Als erste Entstaubungsmaßnahme hat er dem italienischen Traditionshaus also gitarrenspielende Testimonials verpasst und dabei gleich auch noch das zuvor rote Brioni-Logo durch ein neues ersetzt, angeblich angelehnt an das erste Unternehmenslogo aus den Fünfzigern - erinnern tut der gothisch anmutende Schriftzug allerdings eher an Kanye Wests aktuelle Merchandise-Kollektion. Kein schlechtes Vorbild, damit setzte der US-Rapper laut einem seiner üblicherweise eher wirren Tweets im März binnen zwei Tagen eine Million US-Dollar um.
Für Metallica könnte der Brioni-Job nicht passender kommen. Ihr zehntes Studioalbum, das erste auf ihrem eigenen Label, ist nach acht Jahren endlich fertig und soll Gerüchten zufolge noch diesen Sommer oder Herbst erscheinen – da kann ein bisschen Extra-Publicity nicht schaden. Gleichzeitig lösen die Metaller damit ein branchenweites Bekleidungsproblem: Seit zerrissene Jeans(westen) und schwarze Biker-Lederjacken die Alltagsmode penetrieren und längst Weichspüler-Popstars in einschlägigen Band-Shirts gesichtet wurden (Miley Cyrus in Iron Maiden, Justin Bieber in Metallica oder Kendall Jenner in Slayer), sind die echten Rocker eben gezwungen, sich zur modischen Abgrenzung eine neue Kluft zuzulegen. Black Tie statt Black Sabbath.

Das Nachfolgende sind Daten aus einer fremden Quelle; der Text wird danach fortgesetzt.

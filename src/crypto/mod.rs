// Copyright (c) 2026 Bountyy Oy. All rights reserved.
// This software is proprietary and confidential.

//! Seeded symmetric encryption for channel payloads
//!
//! AES-256-CBC with PKCS#7 padding. The key is the SHA-256 digest of a
//! passphrase (the "key seed"), and every payload carries its own random IV:
//! the wire format is `base64(IV || ciphertext)`.
//!
//! There is no authentication tag, so a tampered payload is only caught when
//! it breaks the padding or the UTF-8 decoding. Integrity is not verified by
//! this layer.

mod engine;
mod payload;

pub use engine::{decrypt, derive_key, encrypt, CryptoEngine};
pub use payload::CipherPayload;

/// AES block size, and therefore the IV length
pub const BLOCK_SIZE: usize = 16;

/// Derived key length (SHA-256 output, AES-256 key)
pub const KEY_SIZE: usize = 32;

Brioni gelingt mit der Verpflichtung ein weiser Schachzug in punkto Neukundenakquise. Bei der Polit-Elite ist eben einfach nichts mehr zu holen. Schon Ex-Kanzler Schröder musste sich Kritik an der Zurschaustellung seines luxuriösen Lebensstils anhören, als er sich Cohiba-rauchend im Brioni-Anzug ablichten ließ (so ein maßgeschneidertes Stück kann bis zu 40.000 Euro kosten); die 12.500 Dollar-Armani-Jacke Hillary Clintons versetzte kürzlich das halbe Internet in Rage. In Rocker-Kreisen sieht das anders aus, hier kann man noch klotzen statt kleckern – das zeigte erst letztens der Verkehrsmittel-Größenvergleich, der sich am Züricher Flughafen bot: Neben dem Jumbo-Jet der Heavy-Metal-Band Iron Maiden wirkten die Flugzeuge von Angela Merkel und Francois Hollande wie niedliche Spielzeugflieger.
Am Montag zeigt Brioni in Paris seine erste Modenschau unter neuer Kreativleitung. Wird Brioni seine Models demnächst mit Harleys und wehendem Haar über den Catwalk schicken? Wir sind gespannt. Auch auf die Bühnenoutfits der nächsten Metallica-Tour.
Wird auch getragen von: John Wayne, Gerhard Schröder, Donald Trump, James Bond
Wird getragen mit: Fliege, Zigarre, Champagnerglas
Typischer Instagram-Kommentar: #nothingselsematters
Das sagt der Metal-Fan: Gibt's den Smoking auch mit Schulterkette und Kniepolstern?